# Schnittstelle PC mit SPS



## JonnyBravo81 (16 März 2007)

Hallo,
wie gehe vor, wenn eine Schnittstelle zwischen Rechner und SPS aufgebaut werden soll.
Z.B. habe ich eine CPU von Siemens und möchte ein Tool in Delphi schreiben. Dabei möchte ich am Rechner einen Parameter eingeben, und dieser soll in die CPU geschrieben werden.
Leider weis ich nicht einmal, wo ich anfangen soll.

Danke und Gruß
Jonny


----------



## zotos (16 März 2007)

Als Harware kommen da eigentlcih die die gleichen Verdächtigen in Frage wie bei dem Programmieren der SPS. 
Leider hast Du nur Siemens-CPU geschrieben da gibt es ja aber viele verschiedene S5, S7-200, S7-300/400.

Je nach dem gibt es dann verschiedene Lösungen für die Software seite. 

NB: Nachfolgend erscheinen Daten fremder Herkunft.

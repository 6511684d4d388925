//! Max pooling over non-overlapping square windows.
//!
//! No learnable parameters, no activation. The backward pass routes the error of every
//! output cell to the input cell that held the window maximum; the first maximal cell in
//! row-major window order wins ties.
use crate::{
    data_array::{DataArray, Size},
    errors::{LayerError, LayerResult},
    layers::NetworkLayer,
    ImagePrecision, WeightPrecision,
};
use log::debug;

#[derive(Debug, Clone)]
pub struct MaxPoolLayer {
    input_size: Size,
    output_size: Size,
    filter_size: usize,
}

impl MaxPoolLayer {
    /// The windows have to tile the input exactly.
    pub fn new(input_size: Size, filter_size: usize) -> LayerResult<MaxPoolLayer> {
        if filter_size == 0 {
            return Err(LayerError::ConfigurationError(
                "pooling window has to be positive".to_string(),
            ));
        }
        if input_size.checked_elem_cnt().map_or(true, |cnt| cnt == 0)
            || input_size.w % filter_size != 0
            || input_size.h % filter_size != 0
        {
            return Err(LayerError::ConfigurationError(format!(
                "input {} cannot be tiled by {}x{} pooling windows",
                input_size, filter_size, filter_size
            )));
        }

        let output_size = Size::new(
            input_size.w / filter_size,
            input_size.h / filter_size,
            input_size.d,
        );
        debug!(
            "Max pool {} -> {}: window {}",
            input_size, output_size, filter_size
        );

        Ok(MaxPoolLayer {
            input_size,
            output_size,
            filter_size,
        })
    }

    pub fn filter_size(&self) -> usize {
        self.filter_size
    }

    /// Offset (dx, dy) of the maximum in the window of output cell (xo, yo, z), and the maximum.
    fn argmax(
        &self,
        input: &DataArray,
        xo: usize,
        yo: usize,
        z: usize,
    ) -> (usize, usize, ImagePrecision) {
        let x0 = xo * self.filter_size;
        let y0 = yo * self.filter_size;

        let mut best = (0, 0, input.at(x0, y0, z));
        for dy in 0..self.filter_size {
            for dx in 0..self.filter_size {
                let val = input.at(x0 + dx, y0 + dy, z);
                if val > best.2 {
                    best = (dx, dy, val);
                }
            }
        }
        best
    }
}

impl NetworkLayer for MaxPoolLayer {
    fn input_size(&self) -> Size {
        self.input_size
    }

    fn output_size(&self) -> Size {
        self.output_size
    }

    fn propagate(&mut self, input: &DataArray, output: &mut DataArray) -> LayerResult<()> {
        LayerError::check_size("pooling input", self.input_size, input.size())?;
        LayerError::check_size("pooling output", self.output_size, output.size())?;

        for z in 0..self.output_size.d {
            for yo in 0..self.output_size.h {
                for xo in 0..self.output_size.w {
                    *output.at_mut(xo, yo, z) = self.argmax(input, xo, yo, z).2;
                }
            }
        }
        Ok(())
    }

    /// `lambda` is ignored, there is nothing to learn.
    fn back_propagate(
        &mut self,
        input: &DataArray,
        output: &DataArray,
        error: &DataArray,
        input_error: &mut DataArray,
        _lambda: WeightPrecision,
    ) -> LayerResult<()> {
        LayerError::check_size("pooling input", self.input_size, input.size())?;
        LayerError::check_size("pooling input error", self.input_size, input_error.size())?;
        LayerError::check_size("pooling output", self.output_size, output.size())?;
        LayerError::check_size("pooling error", self.output_size, error.size())?;

        input_error.clear();
        for z in 0..self.output_size.d {
            for yo in 0..self.output_size.h {
                for xo in 0..self.output_size.w {
                    let (dx, dy, _) = self.argmax(input, xo, yo, z);
                    *input_error.at_mut(
                        xo * self.filter_size + dx,
                        yo * self.filter_size + dy,
                        z,
                    ) = error.at(xo, yo, z);
                }
            }
        }
        Ok(())
    }
}
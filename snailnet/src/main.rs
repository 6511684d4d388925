//! Command line interface to create, inspect, run and train snail networks.

use env_logger::Builder;
use log::{debug, info};
use quicli::prelude::*;
use snail::{config::NetworkConfig, models::Network};
use snailnet::{read_samples, read_tensor, training_pairs};
use std::path::PathBuf;
use structopt::StructOpt;

/// Creates a randomly initialized network
#[derive(Debug, StructOpt)]
struct InitOpts {
    /// Path to the JSON description of the network
    #[structopt(parse(from_os_str))]
    config: PathBuf,
    /// Output path, writes to /path/to/config.bin if not available
    #[structopt(short = "o", long = "output", parse(from_os_str))]
    output: Option<PathBuf>,
    #[structopt(flatten)]
    verbosity: Verbosity,
}

/// Prints the layers of a network
#[derive(Debug, StructOpt)]
struct InspectOpts {
    /// Path to the network file
    #[structopt(parse(from_os_str))]
    network: PathBuf,
    #[structopt(flatten)]
    verbosity: Verbosity,
}

/// Runs a forward pass
#[derive(Debug, StructOpt)]
struct PredictOpts {
    /// Path to the network file
    #[structopt(parse(from_os_str))]
    network: PathBuf,
    /// Path to a (depth, height, width) npy array
    #[structopt(parse(from_os_str))]
    input: PathBuf,
    #[structopt(flatten)]
    verbosity: Verbosity,
}

/// Trains a network with gradient descent
#[derive(Debug, StructOpt)]
struct TrainOpts {
    /// Path to the network file
    #[structopt(parse(from_os_str))]
    network: PathBuf,
    /// Path to a (samples, depth, height, width) npy array of inputs
    #[structopt(parse(from_os_str))]
    inputs: PathBuf,
    /// Path to a (samples, depth, height, width) npy array of targets
    #[structopt(parse(from_os_str))]
    targets: PathBuf,
    /// Number of passes over the samples
    #[structopt(short = "e", long = "epochs", default_value = "10")]
    epochs: usize,
    /// Learning rate
    #[structopt(short = "l", long = "lambda", default_value = "0.1")]
    lambda: f32,
    /// Output path, overwrites the input network if not available
    #[structopt(short = "o", long = "output", parse(from_os_str))]
    output: Option<PathBuf>,
    #[structopt(flatten)]
    verbosity: Verbosity,
}

/// Build and train small convolutional networks.
#[derive(Debug, StructOpt)]
#[structopt(name = "snailnet")]
enum Snailnet {
    #[structopt(
        name = "init",
        about = "Creates a randomly initialized network from a JSON description."
    )]
    Init(InitOpts),
    #[structopt(name = "inspect", about = "Prints type and geometry of every layer.")]
    Inspect(InspectOpts),
    #[structopt(
        name = "predict",
        about = "Runs a network on an npy array and prints the output."
    )]
    Predict(PredictOpts),
    #[structopt(
        name = "train",
        about = "Trains a network on npy sample stacks and saves it. \
        Logs the mean loss of every epoch."
    )]
    Train(TrainOpts),
}

/// Trait for the subcommands that snailnet uses
trait SnailnetOpts {
    /// Performs the subcommand
    fn run(&self) -> CliResult;
    /// Returns the verbosity command
    fn get_verbosity(&self) -> &Verbosity;
    /// Sets up logging
    fn setup_env_logger(&self) -> CliResult {
        let mut builder = Builder::from_default_env();

        builder
            .filter(None, self.get_verbosity().log_level().to_level_filter())
            .init();

        Ok(())
    }
}

impl SnailnetOpts for InitOpts {
    fn run(&self) -> CliResult {
        let config = NetworkConfig::from_path(&self.config)?;
        let net = Network::from_config(&config)?;

        let mut alternate_output_name = self.config.clone();
        alternate_output_name.set_extension("bin");
        let filepath = match &self.output {
            Some(p) => p,
            None => &alternate_output_name,
        };
        net.save(filepath)?;
        info!(
            "Created network {} -> {} with {} layers at {}",
            net.input_size(),
            net.output_size(),
            net.layers().len(),
            filepath.display()
        );
        Ok(())
    }

    fn get_verbosity(&self) -> &Verbosity {
        &self.verbosity
    }
}

impl SnailnetOpts for InspectOpts {
    fn run(&self) -> CliResult {
        let net = Network::load(&self.network)?;
        println!("input {}, output {}", net.input_size(), net.output_size());
        for (i, layer) in net.layers().iter().enumerate() {
            println!("{}: {}", i, layer);
        }
        Ok(())
    }

    fn get_verbosity(&self) -> &Verbosity {
        &self.verbosity
    }
}

impl SnailnetOpts for PredictOpts {
    fn run(&self) -> CliResult {
        let mut net = Network::load(&self.network)?;
        let input = read_tensor(&self.input)?;
        let output = net.forward(&input)?;
        println!("{:.6}", output.as_array());
        Ok(())
    }

    fn get_verbosity(&self) -> &Verbosity {
        &self.verbosity
    }
}

impl SnailnetOpts for TrainOpts {
    fn run(&self) -> CliResult {
        let mut net = Network::load(&self.network)?;
        let samples = training_pairs(read_samples(&self.inputs)?, read_samples(&self.targets)?)?;
        debug!(
            "Training on {} samples, lambda {}",
            samples.len(),
            self.lambda
        );

        for epoch in 0..self.epochs {
            let mut total_loss = 0.;
            for (input, target) in &samples {
                total_loss += net.train(input, target, self.lambda)?;
            }
            info!(
                "Epoch {}: mean loss {}",
                epoch + 1,
                total_loss / samples.len() as f32
            );
        }

        let filepath = self.output.as_ref().unwrap_or(&self.network);
        net.save(filepath)?;
        info!("Saved trained network to {}", filepath.display());
        Ok(())
    }

    fn get_verbosity(&self) -> &Verbosity {
        &self.verbosity
    }
}

impl SnailnetOpts for Snailnet {
    fn run(&self) -> CliResult {
        match self {
            Snailnet::Init(c) => c.run(),
            Snailnet::Inspect(c) => c.run(),
            Snailnet::Predict(c) => c.run(),
            Snailnet::Train(c) => c.run(),
        }
    }

    fn get_verbosity(&self) -> &Verbosity {
        match self {
            Snailnet::Init(c) => c.get_verbosity(),
            Snailnet::Inspect(c) => c.get_verbosity(),
            Snailnet::Predict(c) => c.get_verbosity(),
            Snailnet::Train(c) => c.get_verbosity(),
        }
    }
}

fn main() -> CliResult {
    let args = Snailnet::from_args();
    args.setup_env_logger()?;
    args.run()
}
use crate::{
    convolutions::ConvolutionLayer,
    data_array::Size,
    errors::{LayerError, LayerResult},
    layers::{Layer, NetworkLayer},
};
use rand::Rng;

/// A fully connected layer is a convolution with a single window spanning the
/// whole (square) input, so every output channel is one unit seeing all inputs.
impl ConvolutionLayer {
    /// One output channel per `depth` over the whole input.
    ///
    /// Only square inputs are accepted: filter size and stride both equal the input width,
    /// so a taller input would yield a column of outputs instead of a single unit.
    pub fn fully_connected(input_size: Size, depth: usize) -> LayerResult<ConvolutionLayer> {
        Self::fully_connected_with_rng(input_size, depth, &mut rand::thread_rng())
    }

    pub fn fully_connected_with_rng<R: Rng>(
        input_size: Size,
        depth: usize,
        rng: &mut R,
    ) -> LayerResult<ConvolutionLayer> {
        if input_size.w != input_size.h {
            return Err(LayerError::ConfigurationError(format!(
                "fully connected layers need a square input, got {}",
                input_size
            )));
        }
        Self::new_with_rng(input_size, depth, input_size.w, 0, input_size.w, rng)
    }

    /// Returns true if the layer has the geometry of a fully connected layer.
    pub fn is_fully_connected(&self) -> bool {
        let input_size = self.input_size();
        input_size.w == input_size.h
            && self.filter_size() == input_size.w
            && self.stride() == input_size.w
            && self.zero_padding() == 0
    }
}

impl Layer {
    pub fn full_connected(input_size: Size, depth: usize) -> LayerResult<Layer> {
        Ok(Layer::FullConnected(ConvolutionLayer::fully_connected(
            input_size, depth,
        )?))
    }
}
//! Binary layer records.
//!
//! Integers are written as 4 byte little endian `i32`, floats as 4 byte little endian
//! IEEE-754 `f32`. A record starts with the [`LayerType`] tag, followed by
//! - convolutional and fully connected layers: input width, height and depth, depth,
//!   stride, zero padding, filter size, then every filter's weights in linear layout
//!   followed by its bias,
//! - max pool layers: input width, height and depth, filter size.
use std::convert::TryFrom;
use std::io::{self, Read, Write};

use log::debug;

use crate::{
    convolutions::{ConvolutionLayer, Filter},
    data_array::{DataArray, Size},
    errors::{LayerError, LayerResult},
    layers::{Layer, LayerType, NetworkLayer},
    pooling::MaxPoolLayer,
};

/// Largest tensor, in elements, a layer record may describe.
pub const MAX_RECORD_ELEMENTS: usize = 1 << 28;

fn check_record_size(what: &str, size: Size) -> LayerResult<()> {
    match size.checked_elem_cnt() {
        Some(cnt) if cnt <= MAX_RECORD_ELEMENTS => Ok(()),
        _ => Err(LayerError::FormatError(format!(
            "{} {} is too large",
            what, size
        ))),
    }
}

pub fn write_int<W: Write>(stream: &mut W, val: i32) -> io::Result<()> {
    stream.write_all(&val.to_le_bytes())
}

pub fn write_float<W: Write>(stream: &mut W, val: f32) -> io::Result<()> {
    stream.write_all(&val.to_le_bytes())
}

pub fn read_int<R: Read>(stream: &mut R) -> io::Result<i32> {
    let mut buf = [0u8; 4];
    stream.read_exact(&mut buf)?;
    Ok(i32::from_le_bytes(buf))
}

pub fn read_float<R: Read>(stream: &mut R) -> io::Result<f32> {
    let mut buf = [0u8; 4];
    stream.read_exact(&mut buf)?;
    Ok(f32::from_le_bytes(buf))
}

fn write_usize<W: Write>(stream: &mut W, val: usize) -> LayerResult<()> {
    let val = i32::try_from(val)
        .map_err(|_| LayerError::FormatError(format!("{} does not fit into 4 bytes", val)))?;
    Ok(write_int(stream, val)?)
}

fn read_usize<R: Read>(stream: &mut R) -> LayerResult<usize> {
    let val = read_int(stream)?;
    usize::try_from(val).map_err(|_| LayerError::FormatError(format!("negative size {}", val)))
}

fn write_size<W: Write>(stream: &mut W, size: Size) -> LayerResult<()> {
    write_usize(stream, size.w)?;
    write_usize(stream, size.h)?;
    write_usize(stream, size.d)
}

fn read_size<R: Read>(stream: &mut R) -> LayerResult<Size> {
    let w = read_usize(stream)?;
    let h = read_usize(stream)?;
    let d = read_usize(stream)?;
    let size = Size::new(w, h, d);
    check_record_size("input", size)?;
    Ok(size)
}

fn write_convolution<W: Write>(layer: &ConvolutionLayer, stream: &mut W) -> LayerResult<()> {
    write_size(stream, layer.input_size())?;
    write_usize(stream, layer.depth())?;
    write_usize(stream, layer.stride())?;
    write_usize(stream, layer.zero_padding())?;
    write_usize(stream, layer.filter_size())?;

    for filter in layer.filters() {
        for &val in filter.weights.as_slice() {
            write_float(stream, val)?;
        }
        write_float(stream, filter.bias)?;
    }
    Ok(())
}

fn read_convolution<R: Read>(stream: &mut R) -> LayerResult<ConvolutionLayer> {
    let input_size = read_size(stream)?;
    let depth = read_usize(stream)?;
    let stride = read_usize(stream)?;
    let zero_padding = read_usize(stream)?;
    let filter_size = read_usize(stream)?;

    if depth == 0 || filter_size == 0 {
        return Err(LayerError::FormatError(format!(
            "convolution with depth {} and filter size {}",
            depth, filter_size
        )));
    }

    let padded = |extent: usize| {
        zero_padding
            .checked_mul(2)
            .and_then(|p| p.checked_add(extent))
            .ok_or_else(|| {
                LayerError::FormatError(format!("zero padding {} is too large", zero_padding))
            })
    };
    check_record_size(
        "padded input",
        Size::new(padded(input_size.w)?, padded(input_size.h)?, input_size.d),
    )?;
    let filter_dims = Size::new(filter_size, filter_size, input_size.d);
    check_record_size("filter", filter_dims)?;
    let filters = (0..depth)
        .map(|_| -> LayerResult<Filter> {
            // no preallocation, the counts come from an untrusted stream
            let weights = (0..filter_dims.elem_cnt())
                .map(|_| read_float(stream))
                .collect::<io::Result<Vec<_>>>()?;
            let bias = read_float(stream)?;
            Ok(Filter::new(DataArray::from_vec(filter_dims, weights)?, bias))
        })
        .collect::<LayerResult<Vec<_>>>()?;

    ConvolutionLayer::with_filters(input_size, stride, zero_padding, filters)
}

impl Layer {
    /// Writes the layer record to the stream.
    pub fn write<W: Write>(&self, stream: &mut W) -> LayerResult<()> {
        write_int(stream, self.layer_type().tag())?;
        match self {
            Layer::Convolutional(c) | Layer::FullConnected(c) => write_convolution(c, stream),
            Layer::MaxPool(m) => {
                write_size(stream, m.input_size())?;
                write_usize(stream, m.filter_size())
            }
        }
    }

    /// Reads one layer record from the stream.
    pub fn read<R: Read>(stream: &mut R) -> LayerResult<Layer> {
        let layer_type = LayerType::from_tag(read_int(stream)?)?;
        let layer = match layer_type {
            LayerType::Convolutional => Layer::Convolutional(read_convolution(stream)?),
            LayerType::FullConnected => {
                let layer = read_convolution(stream)?;
                if !layer.is_fully_connected() {
                    return Err(LayerError::FormatError(format!(
                        "fully connected record with filter size {}, stride {} and zero padding {} for input {}",
                        layer.filter_size(),
                        layer.stride(),
                        layer.zero_padding(),
                        layer.input_size()
                    )));
                }
                Layer::FullConnected(layer)
            }
            LayerType::MaxPool => {
                let input_size = read_size(stream)?;
                let filter_size = read_usize(stream)?;
                Layer::MaxPool(MaxPoolLayer::new(input_size, filter_size)?)
            }
        };
        debug!("Read layer: {}", layer);
        Ok(layer)
    }
}

#[cfg(test)]
mod tests {
    use super::*;
    use std::io::Cursor;

    fn assert_same_layer(a: &Layer, b: &Layer) {
        assert_eq!(a.layer_type(), b.layer_type());
        assert_eq!(a.input_size(), b.input_size());
        assert_eq!(a.output_size(), b.output_size());
        match (a, b) {
            (Layer::Convolutional(x), Layer::Convolutional(y))
            | (Layer::FullConnected(x), Layer::FullConnected(y)) => {
                assert_eq!(x.stride(), y.stride());
                assert_eq!(x.zero_padding(), y.zero_padding());
                assert_eq!(x.filters(), y.filters());
            }
            (Layer::MaxPool(x), Layer::MaxPool(y)) => assert_eq!(x.filter_size(), y.filter_size()),
            _ => panic!("layer variants differ"),
        }
    }

    #[test]
    fn test_primitives_are_little_endian() {
        let mut buf = Vec::new();
        write_int(&mut buf, 258).unwrap();
        write_int(&mut buf, -1).unwrap();
        write_float(&mut buf, 1.0).unwrap();
        assert_eq!(
            buf,
            vec![2, 1, 0, 0, 0xff, 0xff, 0xff, 0xff, 0x00, 0x00, 0x80, 0x3f]
        );

        let mut cursor = Cursor::new(buf);
        assert_eq!(read_int(&mut cursor).unwrap(), 258);
        assert_eq!(read_int(&mut cursor).unwrap(), -1);
        assert_eq!(read_float(&mut cursor).unwrap(), 1.0);
        assert!(read_float(&mut cursor).is_err());
    }

    #[test]
    fn test_convolution_record_layout() {
        let filters = vec![
            Filter::new(DataArray::from_vec(Size::new(1, 1, 2), vec![0.5, -2.]).unwrap(), 3.),
            Filter::new(DataArray::from_vec(Size::new(1, 1, 2), vec![4., 8.]).unwrap(), -1.),
        ];
        let layer = Layer::Convolutional(
            ConvolutionLayer::with_filters(Size::new(3, 2, 2), 1, 0, filters).unwrap(),
        );
        let mut buf = Vec::new();
        layer.write(&mut buf).unwrap();

        let mut cursor = Cursor::new(&buf);
        let ints: Vec<i32> = (0..8).map(|_| read_int(&mut cursor).unwrap()).collect();
        assert_eq!(ints, vec![0, 3, 2, 2, 2, 1, 0, 1]);
        let floats: Vec<f32> = (0..6).map(|_| read_float(&mut cursor).unwrap()).collect();
        assert_eq!(floats, vec![0.5, -2., 3., 4., 8., -1.]);
        assert_eq!(buf.len(), 14 * 4);
    }

    #[test]
    fn test_layers_survive_write_and_read() {
        let layers = vec![
            Layer::from(ConvolutionLayer::new(Size::new(6, 6, 2), 3, 2, 1, 2).unwrap()),
            Layer::from(MaxPoolLayer::new(Size::new(4, 4, 3), 2).unwrap()),
            Layer::full_connected(Size::new(2, 2, 3), 4).unwrap(),
        ];
        let mut buf = Vec::new();
        for layer in &layers {
            layer.write(&mut buf).unwrap();
        }

        let mut cursor = Cursor::new(buf);
        for layer in &layers {
            assert_same_layer(layer, &Layer::read(&mut cursor).unwrap());
        }
        assert!(matches!(
            Layer::read(&mut cursor),
            Err(LayerError::IoError(_))
        ));
    }

    #[test]
    fn test_read_rejects_bad_records() {
        let mut buf = Vec::new();
        write_int(&mut buf, 7).unwrap();
        assert!(matches!(
            Layer::read(&mut Cursor::new(&buf)),
            Err(LayerError::UnknownLayerType(7))
        ));

        let mut buf = Vec::new();
        for v in &[1, 4, -4, 1, 2] {
            write_int(&mut buf, *v).unwrap();
        }
        assert!(matches!(
            Layer::read(&mut Cursor::new(&buf)),
            Err(LayerError::FormatError(_))
        ));

        // stride 3 does not fit a 4 wide input with filter size 2
        let mut buf = Vec::new();
        for v in &[0, 4, 4, 1, 1, 3, 0, 2] {
            write_int(&mut buf, *v).unwrap();
        }
        for _ in 0..5 {
            write_float(&mut buf, 0.).unwrap();
        }
        assert!(matches!(
            Layer::read(&mut Cursor::new(&buf)),
            Err(LayerError::ConfigurationError(_))
        ));

        // a convolution tagged as fully connected
        let conv = Layer::FullConnected(
            ConvolutionLayer::new(Size::new(4, 4, 1), 1, 2, 0, 2).unwrap(),
        );
        let mut buf = Vec::new();
        conv.write(&mut buf).unwrap();
        assert!(matches!(
            Layer::read(&mut Cursor::new(&buf)),
            Err(LayerError::FormatError(_))
        ));
    }

    #[test]
    fn test_read_rejects_huge_sizes() {
        let records: &[&[i32]] = &[
            // max pool over an input whose element count overflows
            &[1, i32::MAX, i32::MAX, i32::MAX, 2],
            // convolution with a filter larger than any tensor we accept
            &[0, 4, 4, 1, 1, 1, 0, i32::MAX],
            // convolution padded beyond the limit
            &[0, 4, 4, 1, 1, 1, i32::MAX, 1],
        ];
        for record in records {
            let mut buf = Vec::new();
            for v in record.iter() {
                write_int(&mut buf, *v).unwrap();
            }
            assert!(
                matches!(
                    Layer::read(&mut Cursor::new(&buf)),
                    Err(LayerError::FormatError(_))
                ),
                "record {:?}",
                record
            );
        }
    }

    #[test]
    fn test_truncated_filter_data() {
        let layer = Layer::from(ConvolutionLayer::new(Size::new(3, 3, 1), 2, 1, 0, 3).unwrap());
        let mut buf = Vec::new();
        layer.write(&mut buf).unwrap();
        buf.truncate(buf.len() - 2);

        assert!(matches!(
            Layer::read(&mut Cursor::new(&buf)),
            Err(LayerError::IoError(_))
        ));
    }
}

Libnodave, ein OPC-Server/Client, usw.

Gib mal mehr Infos.


----------



## JonnyBravo81 (16 März 2007)

Es geht erstmal nur um eine Richtung.
Ich habe z.B. eine CPU 317 2PN/DP und auf diese Steuerung will ich mit meinem Delphi Programm kommen.
Für mich ist in erster Linie die Realisierung aus Delphi Sicht interessant.
Sorry sitze in der Informatik-Welt nicht so fest im Sattel 

Ein OPC-Server/Client ist ein Tool, welches in einer Delphi-Entwicklungsumgebung schon vorhanden ist?
Oder muss ich mir weitere Software besorgen, um diese Schnittstelle zu realisieren?

Gruß
Jonny


----------



## Zottel (16 März 2007)

JonnyBravo81 schrieb:


> Es geht erstmal nur um eine Richtung.
> Ich habe z.B. eine CPU 317 2PN/DP und auf diese Steuerung will ich mit meinem Delphi Programm kommen.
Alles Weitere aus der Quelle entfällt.